Electronic structure and radiative transitions of excimer systems

Abstract

The interaction of the ground states of two closed-shell systems (atom or molecule) is usually repulsive except for a weak long-range van der Waals or electrostatic interaction. But the interaction of an excited state with the ground state of the same fragments can form a strong chemical bond. The bound excited state has been called an excimer or exciplex state and the bound to continuum transition defines an excimer emission system [2.1]. In the case of degenerate open-shell fragments (e.g., P-states, etc.) more than one molecular state will correlate with the degenerate asymptote. Some or all of the curves may be essentially repulsive, but there may also be a bound ground state. The excited state of the open-shell fragment interacting with a ground state fragment can also yield strongly bound molecular states which can be defined as excimer states. The analysis of excimer emission systems in this chapter assumes that the lower repulsive state always arises from ground state fragments which may, however, be degenerate.
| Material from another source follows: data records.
//! Per-user usage ledger and the two-tree update protocol.
//!
//! An increase is accepted only when both the user's own tree and the tree of
//! the group bound to the application accept it. The user tree is updated
//! first; when the group rejects the increase the user update is compensated
//! with a decrease of the same amount, all under the user's write lock so no
//! reader can observe the intermediate state.

use std::collections::HashMap;
use std::sync::Arc;

use parking_lot::RwLock;

use crate::core::events::{EventDetail, UgmEvents};
use crate::core::{
    DecreaseOutcome, GroupTracker, QueueLimit, QueueTracker, Resource, TrackerError,
    UserResourceUsageDaoInfo,
};

struct UserState {
    queue_tracker: QueueTracker,
    /// Group chosen for each application; fixed for the application's lifetime.
    app_group_trackers: HashMap<String, Arc<GroupTracker>>,
}

/// Usage of one user plus the application to group bindings.
pub struct UserTracker {
    user_name: String,
    state: RwLock<UserState>,
    events: UgmEvents,
}

impl UserTracker {
    /// Create an empty tracker for `user_name`.
    #[must_use]
    pub fn new(user_name: impl Into<String>, events: UgmEvents) -> Self {
        Self {
            user_name: user_name.into(),
            state: RwLock::new(UserState {
                queue_tracker: QueueTracker::new_root(),
                app_group_trackers: HashMap::new(),
            }),
            events,
        }
    }

    /// User name.
    #[must_use]
    pub fn user_name(&self) -> &str {
        &self.user_name
    }

    /// Add `usage` for `application_id` along `queue_path` in the user tree
    /// and in the bound group's tree.
    ///
    /// Returns true only when both ledgers accepted the increase. Without a
    /// bound group the user ledger alone decides.
    pub fn increase_tracked_resource(
        &self,
        queue_path: &str,
        application_id: &str,
        usage: &Resource,
    ) -> bool {
        let mut state = self.state.write();
        self.increase_locked(&mut state, queue_path, application_id, usage)
    }

    /// Bind `application_id` to `group` unless it is already bound, then
    /// increase as [`Self::increase_tracked_resource`].
    ///
    /// Binding, increase and dropping a binding made for a rejected increase
    /// happen under one write lock, so a concurrent increase of the same
    /// application never loses the binding its usage depends on.
    pub fn increase_tracked_resource_with_group(
        &self,
        queue_path: &str,
        application_id: &str,
        usage: &Resource,
        group: Option<Arc<GroupTracker>>,
    ) -> bool {
        let mut state = self.state.write();
        let newly_bound = match group {
            Some(group) => self.bind_locked(&mut state, application_id, group),
            None => false,
        };
        if self.increase_locked(&mut state, queue_path, application_id, usage) {
            return true;
        }
        if newly_bound {
            if let Some(group) = state.app_group_trackers.remove(application_id) {
                self.events
                    .send_app_group_unlinked(&self.user_name, group.group_name(), application_id);
            }
        }
        false
    }

    fn increase_locked(
        &self,
        state: &mut UserState,
        queue_path: &str,
        application_id: &str,
        usage: &Resource,
    ) -> bool {
        let newly_running = !state
            .queue_tracker
            .is_app_tracked(queue_path, application_id);
        if !state
            .queue_tracker
            .increase_tracked_resource(queue_path, application_id, usage)
        {
            tracing::debug!(
                user = %self.user_name,
                queue_path,
                application = application_id,
                "user limit rejected increase of {usage}"
            );
            return false;
        }
        let Some(group) = state.app_group_trackers.get(application_id).cloned() else {
            self.events
                .send_increase_resource_usage_for_user(&self.user_name, application_id, usage);
            return true;
        };
        tracing::debug!(
            group = group.group_name(),
            queue_path,
            application = application_id,
            "increasing resource usage for group by {usage}"
        );
        if group.increase_tracked_resource(queue_path, application_id, usage, &self.user_name) {
            self.events
                .send_increase_resource_usage_for_user(&self.user_name, application_id, usage);
            return true;
        }
        // The application only leaves the user tree if this call put it there.
        let rollback = state.queue_tracker.decrease_tracked_resource(
            queue_path,
            application_id,
            usage,
            newly_running,
        );
        if !rollback.decreased {
            let err = TrackerError::InconsistentRollback {
                user: self.user_name.clone(),
                group: group.group_name().to_string(),
                queue_path: queue_path.to_string(),
                application_id: application_id.to_string(),
                usage: usage.to_string(),
            };
            tracing::error!(
                user = %self.user_name,
                group = group.group_name(),
                queue_path,
                application = application_id,
                usage = %usage,
                "{err}"
            );
        }
        false
    }

    /// Subtract `usage` from the user tree only; the bound group is decreased
    /// by a separate call. With `remove_app` the group binding is dropped too.
    pub fn decrease_tracked_resource(
        &self,
        queue_path: &str,
        application_id: &str,
        usage: &Resource,
        remove_app: bool,
    ) -> DecreaseOutcome {
        let mut state = self.state.write();
        if remove_app {
            if let Some(group) = state.app_group_trackers.remove(application_id) {
                self.events
                    .send_app_group_unlinked(&self.user_name, group.group_name(), application_id);
            }
        }
        let outcome = state
            .queue_tracker
            .decrease_tracked_resource(queue_path, application_id, usage, remove_app);
        if outcome.decreased {
            self.events
                .send_decrease_resource_usage_for_user(&self.user_name, application_id, usage);
        }
        outcome
    }

    /// Is a group bound to `application_id`?
    pub fn has_group_for_app(&self, application_id: &str) -> bool {
        self.state
            .read()
            .app_group_trackers
            .contains_key(application_id)
    }

    /// Bind `application_id` to `group`. An existing binding is kept.
    ///
    /// Returns true when this call made the binding.
    pub fn set_group_for_app(&self, application_id: &str, group: Arc<GroupTracker>) -> bool {
        let mut state = self.state.write();
        self.bind_locked(&mut state, application_id, group)
    }

    fn bind_locked(
        &self,
        state: &mut UserState,
        application_id: &str,
        group: Arc<GroupTracker>,
    ) -> bool {
        if let Some(existing) = state.app_group_trackers.get(application_id) {
            if existing.group_name() != group.group_name() {
                tracing::warn!(
                    user = %self.user_name,
                    application = application_id,
                    "application already bound to group {}, ignoring {}",
                    existing.group_name(),
                    group.group_name()
                );
            }
            return false;
        }
        self.events
            .send_app_group_linked(&self.user_name, group.group_name(), application_id);
        state
            .app_group_trackers
            .insert(application_id.to_string(), group);
        true
    }

    /// Drop the group binding of `application_id`, returning the group it was
    /// bound to.
    pub fn remove_group_for_app(&self, application_id: &str) -> Option<Arc<GroupTracker>> {
        let group = self.state.write().app_group_trackers.remove(application_id)?;
        self.events
            .send_app_group_unlinked(&self.user_name, group.group_name(), application_id);
        Some(group)
    }

    /// Name of the group bound to `application_id`.
    pub fn get_group_for_app(&self, application_id: &str) -> Option<String> {
        self.state
            .read()
            .app_group_trackers
            .get(application_id)
            .map(|group| group.group_name().to_string())
    }

    /// Group tracker bound to `application_id`.
    pub fn group_tracker_for_app(&self, application_id: &str) -> Option<Arc<GroupTracker>> {
        self.state
            .read()
            .app_group_trackers
            .get(application_id)
            .cloned()
    }

    /// Application id to group name for every bound application.
    pub fn tracked_applications(&self) -> HashMap<String, String> {
        self.state
            .read()
            .app_group_trackers
            .iter()
            .map(|(app, group)| (app.clone(), group.group_name().to_string()))
            .collect()
    }

    /// Overwrite the limits of `queue_path`.
    pub fn set_limits(
        &self,
        queue_path: &str,
        max_resources: Option<Resource>,
        max_applications: u64,
    ) -> Result<(), TrackerError> {
        let mut state = self.state.write();
        state
            .queue_tracker
            .set_limit(queue_path, max_resources.clone(), max_applications)?;
        self.events.send_limit_set(
            EventDetail::UserLimit,
            &self.user_name,
            queue_path,
            max_resources.as_ref(),
        );
        Ok(())
    }

    /// Replace every configured limit with `limits` under one lock, dropping
    /// nodes that only existed to hold a removed limit.
    pub fn replace_limits(&self, limits: &[QueueLimit]) -> Result<(), TrackerError> {
        self.state.write().queue_tracker.replace_limits(limits)?;
        for limit in limits {
            self.events.send_limit_set(
                EventDetail::UserLimit,
                &self.user_name,
                &limit.queue_path,
                limit.max_resources.as_ref(),
            );
        }
        Ok(())
    }

    /// User headroom at `queue_path`, `None` when unbounded.
    pub fn headroom(&self, queue_path: &str) -> Result<Option<Resource>, TrackerError> {
        self.state.read().queue_tracker.headroom(queue_path)
    }

    /// Deep snapshot for reporting.
    pub fn user_resource_usage_dao_info(&self) -> UserResourceUsageDaoInfo {
        let state = self.state.read();
        UserResourceUsageDaoInfo {
            user_name: self.user_name.clone(),
            groups: state
                .app_group_trackers
                .iter()
                .map(|(app, group)| (app.clone(), group.group_name().to_string()))
                .collect(),
            queues: state.queue_tracker.resource_usage_dao_info(),
        }
    }

    /// Does every segment of `queue_path` have a tracker node?
    pub fn is_queue_path_tracked_completely(&self, queue_path: &str) -> bool {
        self.state
            .read()
            .queue_tracker
            .is_queue_path_tracked_completely(queue_path)
    }

    /// Is the leaf of `queue_path` empty and removable?
    pub fn is_unlink_required(&self, queue_path: &str) -> bool {
        self.state.read().queue_tracker.is_unlink_required(queue_path)
    }

    /// Remove the leaf of `queue_path` if it is empty.
    pub fn unlink_qt(&self, queue_path: &str) -> bool {
        self.state.write().queue_tracker.unlink_qt(queue_path)
    }

    /// Remove the empty tail of `queue_path`, returning the nodes removed.
    pub fn prune_empty_path(&self, queue_path: &str) -> usize {
        self.state.write().queue_tracker.prune_empty_path(queue_path)
    }

    /// No child queues and no running applications at `root`.
    pub fn can_be_removed(&self) -> bool {
        self.state.read().queue_tracker.is_empty()
    }
}
//! Builders to construct the tracker registry from configuration.

pub mod registry_builder;

pub use registry_builder::build_registry;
Rare gas atoms interacting in their ground state provides an example of a single repulsive curve arising from a non-degenerate asymptote. The interaction of two hydrogen atoms in their ground 2 S states will, on the other hand, yield two states a \(^1\Sigma _g^ + \) and a \(^3\Sigma _u^ + \) which are, respectively, strongly bound and repulsive. By generalizing the definition of an excimer emission system to include degenerate asymptotic ground states, we would include almost all possible chemical systems. In order to keep the review within limits, we have restricted consideration to the interactions of either rare gas or Group II atoms with other atomic species for which excimer emission systems have been found and were originally suggested as laser candidates [2.2]. Only two triatomic classes of excimers have been included which are again based on rare gas or Group II molecule fragments.